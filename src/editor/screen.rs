use super::element::Element;
use super::kind::ElementKind;
use ahash::AHashSet;
use itertools::Itertools;
use serde::{Deserialize, Serialize};

/// One page of the multi-step form.
#[derive(Debug, Clone, Default, PartialEq, Serialize, Deserialize)]
pub struct Screen {
    pub id: String,
    #[serde(default)]
    pub title: String,
    #[serde(default)]
    pub elements: Vec<Element>,
}

/// A value-producing field declared on a screen.
#[derive(Debug, Clone, Copy, PartialEq, Eq, Hash)]
pub struct NamedField<'a> {
    pub name: &'a str,
    pub kind: ElementKind,
}

impl NamedField<'_> {
    /// Sample value advertised for this field in inherited data schemas.
    pub fn example(&self) -> &'static str {
        self.kind.example_value().unwrap_or_default()
    }
}

impl Screen {
    pub fn new(id: impl Into<String>, title: impl Into<String>, elements: Vec<Element>) -> Self {
        Self {
            id: id.into(),
            title: title.into(),
            elements,
        }
    }

    /// Visits every element of the screen, including those nested in `If`/`Switch`
    /// branches, in document order.
    pub fn walk_elements<'a>(&'a self, visit: &mut dyn FnMut(&'a Element)) {
        for element in &self.elements {
            element.walk(visit);
        }
    }

    /// Named fields in first-seen order; a name declared twice is reported once.
    pub fn named_fields(&self) -> Vec<NamedField<'_>> {
        let mut seen = AHashSet::new();
        let mut fields = Vec::new();
        self.walk_elements(&mut |element| {
            if let Some(name) = element.field_name() {
                if seen.insert(name) {
                    fields.push(NamedField {
                        name,
                        kind: element.kind(),
                    });
                }
            }
        });
        fields
    }

    /// A screen is terminal when one of its footers completes the flow.
    pub fn is_terminal(&self) -> bool {
        let mut terminal = false;
        self.walk_elements(&mut |element| {
            if let Element::Footer(footer) = element {
                terminal |= footer.completes_flow();
            }
        });
        terminal
    }

    /// Screen ids reachable from this screen, deduplicated in first-seen order.
    pub fn navigation_targets(&self) -> Vec<&str> {
        let mut targets = Vec::new();
        self.walk_elements(&mut |element| targets.extend(element.navigation_targets()));
        targets.into_iter().unique().collect()
    }
}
========================================
=== WORK REQUIRED ===
Lines from the first one above through the line containing "is reported once." are to be retyped exactly, both included, and nothing more.

=== TASK RESULT ===
filename src/editor/screen.rs
use super::element::Element;
use super::kind::ElementKind;
use ahash::AHashSet;
use itertools::Itertools;
use serde::{Deserialize, Serialize};

/// One page of the multi-step form.
#[derive(Debug, Clone, Default, PartialEq, Serialize, Deserialize)]
pub struct Screen {
    pub id: String,
    #[serde(default)]
    pub title: String,
    #[serde(default)]
    pub elements: Vec<Element>,
}

/// A value-producing field declared on a screen.
#[derive(Debug, Clone, Copy, PartialEq, Eq, Hash)]
pub struct NamedField<'a> {
    pub name: &'a str,
    pub kind: ElementKind,
}

impl NamedField<'_> {
    /// Sample value advertised for this field in inherited data schemas.
    pub fn example(&self) -> &'static str {
        self.kind.example_value().unwrap_or_default()
    }
}

impl Screen {
    pub fn new(id: impl Into<String>, title: impl Into<String>, elements: Vec<Element>) -> Self {
        Self {
            id: id.into(),
            title: title.into(),
            elements,
        }
    }

    /// Visits every element of the screen, including those nested in `If`/`Switch`
    /// branches, in document order.
    pub fn walk_elements<'a>(&'a self, visit: &mut dyn FnMut(&'a Element)) {
        for element in &self.elements {
            element.walk(visit);
        }
    }

    /// Named fields in first-seen order; a name declared twice is reported once.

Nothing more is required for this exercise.